Cyber Research Center

Publication Date

Spring 4-13-2019

Publication Title

National Conference on Undergraduate Research

Document Type

Conference Proceeding

Abstract

Software Defined Networks (SDNs) are leading the evolution toward network programmability and open architectures. While many corporations, nonprofits, and individuals have developed training on SDNs, the industry has a significant gap with the robustness of entrenched traditional network educational models, such as Cisco’s Networking Academy. The Department of Defense (DoD) will likely adopt some form of SDN into its global transport network at various tiers and authority boundaries. It is imperative for 21st century leaders to understand how and why the manner in which DoD provides Information Technology (IT) services to its customers is changing with such rapidity.
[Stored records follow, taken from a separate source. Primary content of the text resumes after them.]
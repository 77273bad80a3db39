//! Request surface for converted files and refresh triggers.
//!
//! The host web layer hands over the path segments that follow the plugin's
//! mount point and renders whatever [`GatewayResponse`] comes back:
//!
//! ```text
//! css/<file>                    journal stylesheet (public)
//! <article>/refresh             convert, then clean unlinked media
//! <article>/refreshgalley       convert, then extract and create galleys
//! <article>/0/<file...>         converted file, behind the access gate
//! ```
//!
//! Refusals are short user-facing messages. Internal failures are logged and
//! replaced by a generic message so no paths or identifiers leak.

use crate::access::{AccessGate, AccessPolicy, ArticleAccess, Requester};
use crate::error::MarkupError;
use crate::model::{ArticleId, JournalId, RequestContext};
use crate::orchestrator::{Dispatch, JobDispatcher, JobOrchestrator, JobRequest};
use crate::pipeline::publish::detect_mime;
use async_trait::async_trait;
use once_cell::sync::Lazy;
use regex::Regex;
use serde::Serialize;
use std::path::PathBuf;
use std::sync::Arc;
use tracing::{debug, warn};

static UNSAFE_CHARS: Lazy<Regex> =
    Lazy::new(|| Regex::new(r"[^A-Za-z0-9._-]").expect("static regex"));

/// Revision segment of download paths. Only revision 0 exists.
pub const REVISION: &str = "0";

/// Strip everything but `[A-Za-z0-9._-]` and lower-case.
///
/// Returns `None` when nothing usable is left or the result is `.`/`..`.
pub fn clean_file_name(segment: &str) -> Option<String> {
    let cleaned = UNSAFE_CHARS.replace_all(segment, "").to_lowercase();
    match cleaned.as_str() {
        "" | "." | ".." => None,
        _ => Some(cleaned),
    }
}

/// URL the markup server (or a galley link) uses to reach a converted file.
pub fn download_url(base: &str, article: ArticleId, file: &str) -> String {
    format!("{}/{}/{}/{}", base.trim_end_matches('/'), article, REVISION, file)
}

/// URL that triggers a refresh of an article's archive.
pub fn refresh_url(base: &str, article: ArticleId, galley: bool) -> String {
    let verb = if galley { "refreshgalley" } else { "refresh" };
    format!("{}/{}/{}", base.trim_end_matches('/'), article, verb)
}

/// A parsed gateway path.
#[derive(Debug, Clone, PartialEq, Eq)]
pub enum GatewayRequest {
    Stylesheet { file: String },
    Refresh { article: ArticleId, galley: bool },
    Download { article: ArticleId, file: PathBuf },
}

/// Why a request was turned away.
#[derive(Debug, Clone, Copy, PartialEq, Eq, Serialize)]
pub enum Refusal {
    BadPath,
    BadArticleId,
    BadFileName,
    NoSuchArticle,
    NoSuchFile,
    LoginRequired,
    NoAccess,
    Unavailable,
}

impl Refusal {
    pub fn message(self) -> &'static str {
        match self {
            Refusal::BadPath => "Unrecognised request.",
            Refusal::BadArticleId => "Article Id parameter is invalid or missing.",
            Refusal::BadFileName => "The requested file name is invalid.",
            Refusal::NoSuchArticle => "No such article.",
            Refusal::NoSuchFile => "That file does not exist.",
            Refusal::LoginRequired => "You need to login to view this file.",
            Refusal::NoAccess => "You do not have access to this file.",
            Refusal::Unavailable => "The request could not be completed. Please try again later.",
        }
    }
}

/// Parse the path segments after the mount point.
pub fn parse_gateway_path(segments: &[&str]) -> Result<GatewayRequest, Refusal> {
    let Some((first, rest)) = segments.split_first() else {
        return Err(Refusal::BadPath);
    };

    if first.eq_ignore_ascii_case("css") {
        return match rest {
            [file] => clean_file_name(file)
                .map(|file| GatewayRequest::Stylesheet { file })
                .ok_or(Refusal::BadFileName),
            _ => Err(Refusal::BadPath),
        };
    }

    let article = match first.parse::<u64>() {
        Ok(id) if id > 0 => ArticleId(id),
        _ => return Err(Refusal::BadArticleId),
    };

    match rest {
        [verb] if verb.eq_ignore_ascii_case("refresh") => Ok(GatewayRequest::Refresh {
            article,
            galley: false,
        }),
        [verb] if verb.eq_ignore_ascii_case("refreshgalley") => Ok(GatewayRequest::Refresh {
            article,
            galley: true,
        }),
        [revision, file @ ..] if *revision == REVISION && !file.is_empty() => {
            let mut path = PathBuf::new();
            for segment in file {
                path.push(clean_file_name(segment).ok_or(Refusal::BadFileName)?);
            }
            Ok(GatewayRequest::Download {
                article,
                file: path,
            })
        }
        _ => Err(Refusal::BadPath),
    }
}

/// What the gateway needs to know about the host's articles and users.
#[async_trait]
pub trait HostDirectory: Send + Sync {
    /// Access facts for an article of `journal`, `None` if it does not exist.
    async fn article_access(
        &self,
        article: ArticleId,
        journal: JournalId,
    ) -> Result<Option<ArticleAccess>, MarkupError>;

    /// Roles and entitlements of the requester relative to `article`.
    async fn requester(
        &self,
        ctx: &RequestContext,
        article: ArticleId,
    ) -> Result<Requester, MarkupError>;

    async fn access_policy(&self, journal: JournalId) -> Result<AccessPolicy, MarkupError>;

    /// Records needed to convert `article`, `None` if it does not exist.
    async fn job_request(
        &self,
        article: ArticleId,
        want_galley: bool,
    ) -> Result<Option<JobRequest>, MarkupError>;
}

/// What to send back to the client.
#[derive(Debug, Clone, PartialEq, Eq, Serialize)]
pub enum GatewayResponse {
    /// Stream this file with this content type.
    File { path: PathBuf, mime: String },
    /// Show a message; `notify` asks the host to push it as a notification.
    Status { message: String, notify: bool },
    /// A conversion was started in the background.
    Triggered { article: ArticleId },
}

impl GatewayResponse {
    fn refused(r: Refusal) -> Self {
        GatewayResponse::Status {
            message: r.message().to_string(),
            notify: false,
        }
    }
}

pub struct Gateway {
    orchestrator: Arc<JobOrchestrator>,
    dispatcher: JobDispatcher,
    directory: Arc<dyn HostDirectory>,
}

impl Gateway {
    pub fn new(
        orchestrator: Arc<JobOrchestrator>,
        dispatcher: JobDispatcher,
        directory: Arc<dyn HostDirectory>,
    ) -> Self {
        Self {
            orchestrator,
            dispatcher,
            directory,
        }
    }

    pub fn dispatcher(&self) -> &JobDispatcher {
        &self.dispatcher
    }

    pub async fn handle(&self, ctx: &RequestContext, segments: &[&str]) -> GatewayResponse {
        let request = match parse_gateway_path(segments) {
            Ok(r) => r,
            Err(refusal) => {
                debug!("Gateway refused {:?}: {:?}", segments, refusal);
                return GatewayResponse::refused(refusal);
            }
        };

        let outcome = match request {
            GatewayRequest::Stylesheet { file } => Ok(self.stylesheet(ctx, &file).await),
            GatewayRequest::Refresh { article, galley } => self.refresh(article, galley).await,
            GatewayRequest::Download { article, file } => self.download(ctx, article, file).await,
        };

        outcome.unwrap_or_else(|e| {
            warn!("Gateway request {:?} failed: {}", segments, e);
            GatewayResponse::refused(Refusal::Unavailable)
        })
    }

    async fn stylesheet(&self, ctx: &RequestContext, file: &str) -> GatewayResponse {
        match self.orchestrator.layout().stylesheet(ctx.journal, file) {
            Some(path) => {
                let mime = detect_mime(&path).await;
                GatewayResponse::File { path, mime }
            }
            None => GatewayResponse::refused(Refusal::NoSuchFile),
        }
    }

    async fn refresh(
        &self,
        article: ArticleId,
        galley: bool,
    ) -> Result<GatewayResponse, MarkupError> {
        let Some(request) = self.directory.job_request(article, galley).await? else {
            return Ok(GatewayResponse::refused(Refusal::NoSuchArticle));
        };
        Ok(
            match self.dispatcher.trigger(Arc::clone(&self.orchestrator), request) {
                Dispatch::Started(_) => GatewayResponse::Triggered { article },
                Dispatch::AlreadyRunning => GatewayResponse::Status {
                    message: format!("A conversion is already in progress for article {article}."),
                    notify: false,
                },
            },
        )
    }

    async fn download(
        &self,
        ctx: &RequestContext,
        article: ArticleId,
        file: PathBuf,
    ) -> Result<GatewayResponse, MarkupError> {
        let Some(access) = self.directory.article_access(article, ctx.journal).await? else {
            return Ok(GatewayResponse::refused(Refusal::NoSuchArticle));
        };

        let path = self.orchestrator.layout().markup_folder(article).join(&file);
        if !path.is_file() {
            return Ok(GatewayResponse::refused(Refusal::NoSuchFile));
        }

        let requester = self.directory.requester(ctx, article).await?;
        let policy = self.directory.access_policy(ctx.journal).await?;
        let file_name = file
            .file_name()
            .map(|n| n.to_string_lossy().into_owned())
            .unwrap_or_default();

        let decision = AccessGate::can_download(&requester, &access, &policy, &file_name, ctx.now);
        debug!("Article {} file {}: {:?}", article, file.display(), decision);
        if decision.is_allowed() {
            let mime = detect_mime(&path).await;
            return Ok(GatewayResponse::File { path, mime });
        }
        Ok(GatewayResponse::refused(if requester.is_logged_in() {
            Refusal::NoAccess
        } else {
            Refusal::LoginRequired
        }))
    }
}

#[cfg(test)]
mod tests {
    use super::*;

    #[test]
    fn cleans_file_names() {
        assert_eq!(clean_file_name("Document.HTML").as_deref(), Some("document.html"));
        assert_eq!(clean_file_name("fig 1?.png").as_deref(), Some("fig1.png"));
        assert_eq!(clean_file_name("../etc"), Some("..etc".to_string()));
        assert_eq!(clean_file_name(".."), None);
        assert_eq!(clean_file_name("."), None);
        assert_eq!(clean_file_name("/?"), None);
    }

    #[test]
    fn parses_stylesheet() {
        assert_eq!(
            parse_gateway_path(&["css", "Article.css"]),
            Ok(GatewayRequest::Stylesheet {
                file: "article.css".into()
            })
        );
        assert_eq!(parse_gateway_path(&["css"]), Err(Refusal::BadPath));
    }

    #[test]
    fn parses_refresh_verbs() {
        assert_eq!(
            parse_gateway_path(&["12", "refresh"]),
            Ok(GatewayRequest::Refresh {
                article: ArticleId(12),
                galley: false
            })
        );
        assert_eq!(
            parse_gateway_path(&["12", "refreshGalley"]),
            Ok(GatewayRequest::Refresh {
                article: ArticleId(12),
                galley: true
            })
        );
    }

    #[test]
    fn parses_downloads() {
        assert_eq!(
            parse_gateway_path(&["5", "0", "html", "Index.html"]),
            Ok(GatewayRequest::Download {
                article: ArticleId(5),
                file: PathBuf::from("html/index.html")
            })
        );
        assert_eq!(
            parse_gateway_path(&["5", "0", ".."]),
            Err(Refusal::BadFileName)
        );
        assert_eq!(parse_gateway_path(&["5", "0"]), Err(Refusal::BadPath));
        assert_eq!(parse_gateway_path(&["5", "1", "a.pdf"]), Err(Refusal::BadPath));
    }

    #[test]
    fn bad_article_ids() {
        assert_eq!(parse_gateway_path(&["abc", "refresh"]), Err(Refusal::BadArticleId));
        assert_eq!(parse_gateway_path(&["0", "refresh"]), Err(Refusal::BadArticleId));
        assert_eq!(parse_gateway_path(&[]), Err(Refusal::BadPath));
    }

    #[test]
    fn urls() {
        assert_eq!(
            download_url("https://j.org/markup/", ArticleId(3), "document.html"),
            "https://j.org/markup/3/0/document.html"
        );
        assert_eq!(
            refresh_url("https://j.org/markup", ArticleId(3), true),
            "https://j.org/markup/3/refreshgalley"
        );
    }

    #[test]
    fn refusal_messages_are_short() {
        for r in [
            Refusal::BadPath,
            Refusal::NoSuchFile,
            Refusal::LoginRequired,
            Refusal::Unavailable,
        ] {
            assert!(r.message().len() < 80);
        }
        assert_eq!(Refusal::NoSuchFile.message(), "That file does not exist.");
    }
}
Therefore, we developed three basic SDN course lessons as a base of knowledge and support and integrated a hybrid physical SDN research platform into existing laboratory infrastructure for faculty research and capstone projects for senior cadets. This was accomplished by leveraging existing SDN-related tutorials and resources and integrating them within a virtualized SDN simulation environment. The three lessons were developed for integration into our core networking course that describes fundamental networking concepts in the context of an SDN - with a centralized control plane, while ensuring lesson learning objectives were achievable by non-technical majors yet sufficiently comprehensive across the fundamental operations of an SDN. The hybrid research platform consists of a number of Virtual Machines (VMs) running Mininet1 - an SDN simulation environment - and hosted on a VMware vSphere cluster with direct connectivity to twelve physical openflow-capable switches. This will allow students in the networking course to plan, design, implement, and test a basic SDN topology in either a virtual, physical, or hybrid environment. In addition, it will provide topological and experimental flexibility to student and faculty researchers and senior capstone project teams alike.